■ YOUR TASK:
Return each line of the entries that mentions the word "VideoListItem".

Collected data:
━━━━━━━━━━━━━━━━━━━━

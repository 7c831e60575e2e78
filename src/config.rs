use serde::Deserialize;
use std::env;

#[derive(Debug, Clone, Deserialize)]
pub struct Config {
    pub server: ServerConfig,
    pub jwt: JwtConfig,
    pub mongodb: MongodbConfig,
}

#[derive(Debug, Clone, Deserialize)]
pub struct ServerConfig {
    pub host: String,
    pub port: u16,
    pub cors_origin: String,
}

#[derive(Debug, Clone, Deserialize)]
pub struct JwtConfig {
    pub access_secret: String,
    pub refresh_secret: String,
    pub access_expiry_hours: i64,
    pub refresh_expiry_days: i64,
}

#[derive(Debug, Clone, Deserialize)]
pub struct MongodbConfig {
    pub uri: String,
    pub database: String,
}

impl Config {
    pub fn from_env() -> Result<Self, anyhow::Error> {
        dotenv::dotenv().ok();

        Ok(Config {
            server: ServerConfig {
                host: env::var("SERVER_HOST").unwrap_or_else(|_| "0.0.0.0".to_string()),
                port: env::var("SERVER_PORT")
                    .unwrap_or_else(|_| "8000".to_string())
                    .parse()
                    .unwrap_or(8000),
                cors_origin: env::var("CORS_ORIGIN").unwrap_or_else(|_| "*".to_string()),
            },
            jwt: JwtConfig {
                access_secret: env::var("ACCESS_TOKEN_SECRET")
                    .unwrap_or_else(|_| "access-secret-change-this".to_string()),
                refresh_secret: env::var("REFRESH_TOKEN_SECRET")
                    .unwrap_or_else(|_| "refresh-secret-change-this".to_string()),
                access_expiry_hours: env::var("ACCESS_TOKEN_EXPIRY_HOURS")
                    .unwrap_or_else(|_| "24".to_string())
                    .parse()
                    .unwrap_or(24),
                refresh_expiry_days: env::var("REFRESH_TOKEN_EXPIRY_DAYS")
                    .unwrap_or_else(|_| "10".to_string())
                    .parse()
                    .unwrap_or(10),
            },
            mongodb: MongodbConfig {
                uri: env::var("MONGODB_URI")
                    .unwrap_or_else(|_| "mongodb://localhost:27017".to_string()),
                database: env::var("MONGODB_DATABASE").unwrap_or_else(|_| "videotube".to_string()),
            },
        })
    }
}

━━━━━━━━━━━━━━━━━━━━

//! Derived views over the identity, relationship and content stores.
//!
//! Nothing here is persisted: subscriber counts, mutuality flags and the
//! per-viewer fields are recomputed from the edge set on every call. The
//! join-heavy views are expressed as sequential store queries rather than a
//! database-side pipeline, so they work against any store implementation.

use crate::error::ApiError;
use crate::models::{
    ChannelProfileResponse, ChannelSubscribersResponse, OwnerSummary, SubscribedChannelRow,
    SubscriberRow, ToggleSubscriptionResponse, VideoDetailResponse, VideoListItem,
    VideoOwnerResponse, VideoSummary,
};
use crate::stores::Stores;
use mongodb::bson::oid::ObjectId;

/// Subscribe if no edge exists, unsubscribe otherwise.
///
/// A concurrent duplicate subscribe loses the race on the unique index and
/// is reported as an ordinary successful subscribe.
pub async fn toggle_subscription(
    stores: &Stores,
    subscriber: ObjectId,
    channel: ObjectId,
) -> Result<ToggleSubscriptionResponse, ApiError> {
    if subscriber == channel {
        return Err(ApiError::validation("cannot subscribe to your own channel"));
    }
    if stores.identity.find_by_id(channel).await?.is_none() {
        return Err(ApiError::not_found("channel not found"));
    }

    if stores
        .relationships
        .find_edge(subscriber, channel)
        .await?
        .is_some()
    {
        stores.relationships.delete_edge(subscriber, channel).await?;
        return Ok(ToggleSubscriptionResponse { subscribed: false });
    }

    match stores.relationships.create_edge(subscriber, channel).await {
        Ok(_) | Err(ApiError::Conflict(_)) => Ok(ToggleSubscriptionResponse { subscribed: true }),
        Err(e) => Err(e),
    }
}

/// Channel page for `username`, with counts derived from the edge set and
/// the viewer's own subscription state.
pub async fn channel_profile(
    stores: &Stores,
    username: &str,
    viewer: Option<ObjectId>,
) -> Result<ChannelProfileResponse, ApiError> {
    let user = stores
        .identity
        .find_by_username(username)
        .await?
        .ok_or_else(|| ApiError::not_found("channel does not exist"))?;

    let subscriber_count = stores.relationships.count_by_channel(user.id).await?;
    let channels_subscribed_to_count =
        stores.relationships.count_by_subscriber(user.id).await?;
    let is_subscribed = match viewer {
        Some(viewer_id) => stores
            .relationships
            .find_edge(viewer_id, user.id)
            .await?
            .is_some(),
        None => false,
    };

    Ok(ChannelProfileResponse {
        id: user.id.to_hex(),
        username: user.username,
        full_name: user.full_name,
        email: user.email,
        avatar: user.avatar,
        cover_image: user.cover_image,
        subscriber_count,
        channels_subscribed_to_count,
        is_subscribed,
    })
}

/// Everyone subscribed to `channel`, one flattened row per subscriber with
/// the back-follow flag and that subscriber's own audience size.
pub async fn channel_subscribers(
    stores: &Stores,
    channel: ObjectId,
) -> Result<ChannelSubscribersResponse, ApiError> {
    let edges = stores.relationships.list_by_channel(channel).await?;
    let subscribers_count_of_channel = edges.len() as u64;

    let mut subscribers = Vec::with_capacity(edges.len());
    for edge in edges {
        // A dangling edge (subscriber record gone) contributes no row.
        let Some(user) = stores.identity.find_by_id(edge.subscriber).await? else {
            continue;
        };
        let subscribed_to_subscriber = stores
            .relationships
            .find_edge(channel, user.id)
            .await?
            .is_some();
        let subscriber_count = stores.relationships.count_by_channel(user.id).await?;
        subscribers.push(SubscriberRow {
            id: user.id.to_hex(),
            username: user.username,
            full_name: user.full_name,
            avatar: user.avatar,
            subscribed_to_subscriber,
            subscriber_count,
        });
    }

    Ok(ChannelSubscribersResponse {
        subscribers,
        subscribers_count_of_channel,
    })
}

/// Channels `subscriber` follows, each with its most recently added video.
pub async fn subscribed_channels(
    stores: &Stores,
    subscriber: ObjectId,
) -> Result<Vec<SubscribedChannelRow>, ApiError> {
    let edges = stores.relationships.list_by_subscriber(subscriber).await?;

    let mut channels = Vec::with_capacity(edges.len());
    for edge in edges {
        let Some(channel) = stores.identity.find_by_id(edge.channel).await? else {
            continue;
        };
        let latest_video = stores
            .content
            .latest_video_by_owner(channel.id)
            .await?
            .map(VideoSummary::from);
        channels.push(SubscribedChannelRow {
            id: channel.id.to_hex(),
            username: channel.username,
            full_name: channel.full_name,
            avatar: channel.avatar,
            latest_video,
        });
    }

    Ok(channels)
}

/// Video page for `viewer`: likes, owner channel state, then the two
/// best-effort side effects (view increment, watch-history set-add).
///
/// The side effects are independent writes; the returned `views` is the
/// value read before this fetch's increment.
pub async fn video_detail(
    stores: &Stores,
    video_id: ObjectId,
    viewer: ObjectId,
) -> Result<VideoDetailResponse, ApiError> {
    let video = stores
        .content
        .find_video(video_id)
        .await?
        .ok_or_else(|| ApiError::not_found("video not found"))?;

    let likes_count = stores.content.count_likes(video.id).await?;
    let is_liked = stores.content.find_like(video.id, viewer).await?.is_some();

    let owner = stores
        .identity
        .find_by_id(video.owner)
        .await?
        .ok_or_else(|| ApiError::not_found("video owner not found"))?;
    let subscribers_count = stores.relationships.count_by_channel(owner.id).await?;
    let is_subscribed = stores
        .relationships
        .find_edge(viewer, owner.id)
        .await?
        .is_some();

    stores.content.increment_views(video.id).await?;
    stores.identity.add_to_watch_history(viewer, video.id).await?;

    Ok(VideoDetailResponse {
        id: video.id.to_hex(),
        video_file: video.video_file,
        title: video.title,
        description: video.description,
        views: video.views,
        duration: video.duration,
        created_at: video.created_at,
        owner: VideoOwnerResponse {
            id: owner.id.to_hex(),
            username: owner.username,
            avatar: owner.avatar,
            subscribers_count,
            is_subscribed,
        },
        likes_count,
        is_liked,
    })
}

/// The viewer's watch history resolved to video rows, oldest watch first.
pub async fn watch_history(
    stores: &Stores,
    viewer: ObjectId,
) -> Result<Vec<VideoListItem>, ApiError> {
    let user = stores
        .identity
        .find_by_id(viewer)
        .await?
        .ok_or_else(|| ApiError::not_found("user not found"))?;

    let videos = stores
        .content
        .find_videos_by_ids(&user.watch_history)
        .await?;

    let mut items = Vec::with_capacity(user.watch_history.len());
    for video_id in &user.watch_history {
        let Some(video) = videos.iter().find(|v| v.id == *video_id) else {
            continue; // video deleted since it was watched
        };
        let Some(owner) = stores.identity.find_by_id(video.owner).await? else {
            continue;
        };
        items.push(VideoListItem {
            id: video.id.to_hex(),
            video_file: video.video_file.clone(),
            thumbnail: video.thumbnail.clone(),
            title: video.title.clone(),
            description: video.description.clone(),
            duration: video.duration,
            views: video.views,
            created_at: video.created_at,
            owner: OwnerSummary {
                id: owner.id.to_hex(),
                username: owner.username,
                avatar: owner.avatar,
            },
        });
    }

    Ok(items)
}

━━━━━━━━━━━━━━━━━━━━

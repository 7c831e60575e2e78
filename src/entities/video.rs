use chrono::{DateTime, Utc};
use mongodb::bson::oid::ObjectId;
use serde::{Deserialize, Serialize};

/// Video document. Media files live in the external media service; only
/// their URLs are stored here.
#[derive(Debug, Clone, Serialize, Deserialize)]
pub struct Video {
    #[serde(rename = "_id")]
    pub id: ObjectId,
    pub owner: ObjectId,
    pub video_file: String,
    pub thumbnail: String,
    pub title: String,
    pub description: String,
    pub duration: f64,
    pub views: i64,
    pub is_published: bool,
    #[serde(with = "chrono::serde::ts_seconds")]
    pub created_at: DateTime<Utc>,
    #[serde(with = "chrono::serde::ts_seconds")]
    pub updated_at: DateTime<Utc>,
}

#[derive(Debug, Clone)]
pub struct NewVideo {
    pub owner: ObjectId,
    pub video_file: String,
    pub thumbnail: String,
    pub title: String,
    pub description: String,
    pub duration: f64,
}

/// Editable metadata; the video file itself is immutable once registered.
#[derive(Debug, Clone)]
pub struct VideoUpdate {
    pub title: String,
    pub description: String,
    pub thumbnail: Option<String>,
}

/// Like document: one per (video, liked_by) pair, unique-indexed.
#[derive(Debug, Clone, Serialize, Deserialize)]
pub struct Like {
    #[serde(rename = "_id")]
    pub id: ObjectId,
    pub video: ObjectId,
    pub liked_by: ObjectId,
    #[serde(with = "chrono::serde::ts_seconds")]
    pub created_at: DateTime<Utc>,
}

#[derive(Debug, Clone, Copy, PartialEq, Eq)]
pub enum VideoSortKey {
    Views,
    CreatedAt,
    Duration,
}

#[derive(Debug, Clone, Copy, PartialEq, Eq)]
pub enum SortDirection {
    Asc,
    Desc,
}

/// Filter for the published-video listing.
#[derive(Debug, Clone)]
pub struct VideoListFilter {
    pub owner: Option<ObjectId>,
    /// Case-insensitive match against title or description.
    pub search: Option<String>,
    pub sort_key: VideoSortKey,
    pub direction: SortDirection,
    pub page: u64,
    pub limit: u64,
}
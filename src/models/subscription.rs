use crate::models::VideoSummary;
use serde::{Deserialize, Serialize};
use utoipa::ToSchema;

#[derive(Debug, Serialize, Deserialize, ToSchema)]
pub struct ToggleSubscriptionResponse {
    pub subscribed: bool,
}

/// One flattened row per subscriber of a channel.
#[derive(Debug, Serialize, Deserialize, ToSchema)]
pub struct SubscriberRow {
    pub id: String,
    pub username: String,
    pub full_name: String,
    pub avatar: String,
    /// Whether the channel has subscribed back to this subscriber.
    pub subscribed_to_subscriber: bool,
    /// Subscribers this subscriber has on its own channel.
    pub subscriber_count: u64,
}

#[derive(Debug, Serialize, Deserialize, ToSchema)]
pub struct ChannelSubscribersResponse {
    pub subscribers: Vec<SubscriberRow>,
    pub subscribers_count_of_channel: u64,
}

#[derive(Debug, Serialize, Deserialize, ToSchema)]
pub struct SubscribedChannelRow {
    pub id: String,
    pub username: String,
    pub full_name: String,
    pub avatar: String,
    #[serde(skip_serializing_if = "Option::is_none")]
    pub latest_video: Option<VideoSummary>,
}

━━━━━━━━━━━━━━━━━━━━

■ ANSWER SPACE:
    SubscriberRow, ToggleSubscriptionResponse, VideoDetailResponse, VideoListItem,
) -> Result<Vec<VideoListItem>, ApiError> {
        items.push(VideoListItem {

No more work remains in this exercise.